The development of high-throughput technologies has yielded a large amount of data from molecular and epigenetic analysis that could be useful for identifying novel biomarkers of cancers. We analyzed Gene Expression Omnibus (GEO) DataSet micro–ribonucleic acid (miRNA) profiling datasets to identify miRNAs that could have value as diagnostic and prognostic biomarkers in hepatocellular carcinoma (HCC). We adopted several computing methods to identify the functional roles of these miRNAs. Ultimately, via integrated analysis of three GEO DataSets, three differential miRNAs were identified as valuable markers in HCC. Combining the results of receiver operating characteristic (ROC) analyses and Kaplan–Meier Plotter (KM) survival analyses, we identified hsa-let-7e as a novel potential biomarker for HCC diagnosis and prognosis. Then, we found via quantitative reverse-transcription polymerase chain reaction (RT-qPCR) that let-7e was upregulated in HCC tissues and that such upregulation was significantly associated with poor prognosis in HCC. The results of functional analysis indicated that upregulated let-7e promoted tumor cell growth and proliferation.
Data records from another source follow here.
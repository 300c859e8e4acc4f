//! Ranges and a caller-owned selection
//!
//! A [`Range`] is a pair of boundary points, each a node plus an offset
//! (child index for containers, character offset for text). Boundary points
//! are ordered by turning them into index paths from the tree root:
//!
//! ```text
//! (node, offset) → [index of ancestor 1, ..., index of node, offset]
//! ```
//!
//! Lexicographic order on those paths is document order on the points.
//!
//! There is no global selection; callers hold a [`Selection`] and pass it in.

use std::cmp::Ordering;

use crate::arena::DomArena;
use crate::error::{DomError, Result};
use crate::iterate::parent_elements;
use crate::types::NodeId;

#[derive(Debug, Clone, Copy, PartialEq, Eq)]
pub struct BoundaryPoint {
    pub node: NodeId,
    pub offset: usize,
}

impl BoundaryPoint {
    pub fn new(node: NodeId, offset: usize) -> Self {
        Self { node, offset }
    }
}

#[derive(Debug, Clone, Copy, PartialEq, Eq)]
pub struct Range {
    pub start: BoundaryPoint,
    pub end: BoundaryPoint,
}

fn position_key(arena: &DomArena, point: BoundaryPoint) -> Result<(NodeId, Vec<usize>)> {
    let mut path = vec![point.offset];
    let mut current = point.node;
    while let Some(parent_id) = arena.get(current)?.parent_id {
        let index = arena
            .index_in_parent(current)?
            .ok_or(DomError::NodeNotFound(current))?;
        path.push(index);
        current = parent_id;
    }
    path.reverse();
    Ok((current, path))
}

/// Document order of two boundary points in the same tree
pub fn compare_boundary_points(
    arena: &DomArena,
    a: BoundaryPoint,
    b: BoundaryPoint,
) -> Result<Ordering> {
    let (root_a, key_a) = position_key(arena, a)?;
    let (root_b, key_b) = position_key(arena, b)?;
    if root_a != root_b {
        return Err(DomError::InvalidTree(format!(
            "boundary points in disconnected trees ({root_a} and {root_b})"
        )));
    }
    Ok(key_a.cmp(&key_b))
}

impl Range {
    pub fn new(start: BoundaryPoint, end: BoundaryPoint) -> Self {
        Self { start, end }
    }

    pub fn collapsed_at(point: BoundaryPoint) -> Self {
        Self::new(point, point)
    }

    pub fn collapsed(&self) -> bool {
        self.start == self.end
    }

    /// Deepest node containing both boundary points
    pub fn common_ancestor_container(&self, arena: &DomArena) -> Result<NodeId> {
        let mut current = Some(self.end.node);
        while let Some(id) = current {
            if arena.contains(id, self.start.node) {
                return Ok(id);
            }
            current = arena.get(id)?.parent_id;
        }
        Err(DomError::InvalidTree(
            "range boundaries share no ancestor".to_string(),
        ))
    }

    /// Whether any part of `node` lies inside the range
    pub fn intersects_node(&self, arena: &DomArena, node_id: NodeId) -> Result<bool> {
        if arena.root_of(node_id)? != arena.root_of(self.start.node)? {
            return Ok(false);
        }
        let Some(parent_id) = arena.get(node_id)?.parent_id else {
            return Ok(true);
        };
        let offset = arena
            .index_in_parent(node_id)?
            .ok_or(DomError::NodeNotFound(node_id))?;

        let before = BoundaryPoint::new(parent_id, offset);
        let after = BoundaryPoint::new(parent_id, offset + 1);
        Ok(compare_boundary_points(arena, before, self.end)? == Ordering::Less
            && compare_boundary_points(arena, after, self.start)? == Ordering::Greater)
    }
}

/// Text nodes touched by the range, in document order
///
/// The walk covers the common ancestor's descendants; when that ancestor is a
/// text node its parent element is walked instead.
pub fn text_nodes_in_range(arena: &DomArena, range: &Range) -> Result<Vec<NodeId>> {
    let mut container = range.common_ancestor_container(arena)?;
    if arena.get(container)?.is_text() {
        container = arena.parent_element(container)?.unwrap_or(container);
    }

    let mut nodes = Vec::new();
    for id in arena.descendants(container) {
        if arena.get(id)?.is_text() && range.intersects_node(arena, id)? {
            nodes.push(id);
        }
    }
    Ok(nodes)
}

/// Caller-owned selection state
#[derive(Debug, Clone, Default)]
pub struct Selection {
    ranges: Vec<Range>,
}

impl Selection {
    pub fn new() -> Self {
        Self::default()
    }

    pub fn add_range(&mut self, range: Range) {
        self.ranges.push(range);
    }

    pub fn remove_all_ranges(&mut self) {
        self.ranges.clear();
    }

    pub fn range_count(&self) -> usize {
        self.ranges.len()
    }

    pub fn range_at(&self, index: usize) -> Option<&Range> {
        self.ranges.get(index)
    }

    /// No range, or the first range is collapsed
    pub fn is_collapsed(&self) -> bool {
        self.ranges.first().map_or(true, Range::collapsed)
    }
}

/// Replace the selection with a single range
///
/// An end point before the start collapses the range at the end point.
pub fn select_range(
    arena: &DomArena,
    selection: &mut Selection,
    start: NodeId,
    start_offset: usize,
    end: NodeId,
    end_offset: usize,
) -> Result<()> {
    let start = BoundaryPoint::new(start, start_offset);
    let end = BoundaryPoint::new(end, end_offset);
    let range = match compare_boundary_points(arena, start, end)? {
        Ordering::Greater => Range::collapsed_at(end),
        _ => Range::new(start, end),
    };
    selection.remove_all_ranges();
    selection.add_range(range);
    Ok(())
}

/// Put a collapsed caret inside `element`, at `offset` of its first child
///
/// Elements without children leave the selection untouched.
pub fn move_caret_to_element(
    arena: &DomArena,
    selection: &mut Selection,
    element: NodeId,
    offset: usize,
) -> Result<()> {
    if let Some(&first) = arena.child_ids(element)?.first() {
        move_caret_to_node(selection, first, offset);
    }
    Ok(())
}

/// Put a collapsed caret at `offset` within `node`
pub fn move_caret_to_node(selection: &mut Selection, node_id: NodeId, offset: usize) {
    selection.remove_all_ranges();
    selection.add_range(Range::collapsed_at(BoundaryPoint::new(node_id, offset)));
}

/// Whether every selected text node sits inside a `tag` element
///
/// Only formatting ancestors below the nearest block count. A missing or
/// collapsed selection is never formatted.
pub fn is_selected_with(arena: &DomArena, selection: &Selection, tag: &str) -> Result<bool> {
    let Some(range) = selection.range_at(0) else {
        return Ok(false);
    };
    if selection.is_collapsed() {
        return Ok(false);
    }

    let mut formatted = false;
    for node_id in text_nodes_in_range(arena, range)? {
        formatted = parent_elements(arena, node_id).any(|parent| {
            arena
                .get(parent)
                .map(|node| node.has_tag(tag))
                .unwrap_or(false)
        });
        if !formatted {
            return Ok(false);
        }
    }
    Ok(formatted)
}

pub fn is_selection_bold(arena: &DomArena, selection: &Selection) -> Result<bool> {
    is_selected_with(arena, selection, "STRONG")
}

pub fn is_selection_italic(arena: &DomArena, selection: &Selection) -> Result<bool> {
    is_selected_with(arena, selection, "EM")
}

pub fn is_selection_underline(arena: &DomArena, selection: &Selection) -> Result<bool> {
    is_selected_with(arena, selection, "U")
}

pub fn is_selection_strike_through(arena: &DomArena, selection: &Selection) -> Result<bool> {
    is_selected_with(arena, selection, "S")
}

pub fn is_selection_code(arena: &DomArena, selection: &Selection) -> Result<bool> {
    is_selected_with(arena, selection, "CODE")
}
Additionally, via mechanistic analysis, we found that let-7e could regulate mitochondrial apoptosis and autophagy to adjust and control cancer cell proliferation. Therefore, the integrated results of our bioinformatics analyses of both clinical and experimental data showed that let-7e was a novel biomarker for HCC diagnosis and prognosis and might be a new treatment target.

Abbreviations

HCC: hepatocellular carcinoma; GEO DataSets: Gene Expression Omnibus DataSets; GO: gene ontology; KEGG: Kyoto Encyclopedia of Genes and Genomes; ROC: receiver operating characteristic curve; AUC: area under the curve; OS: overall survival; DFS: disease-free survival.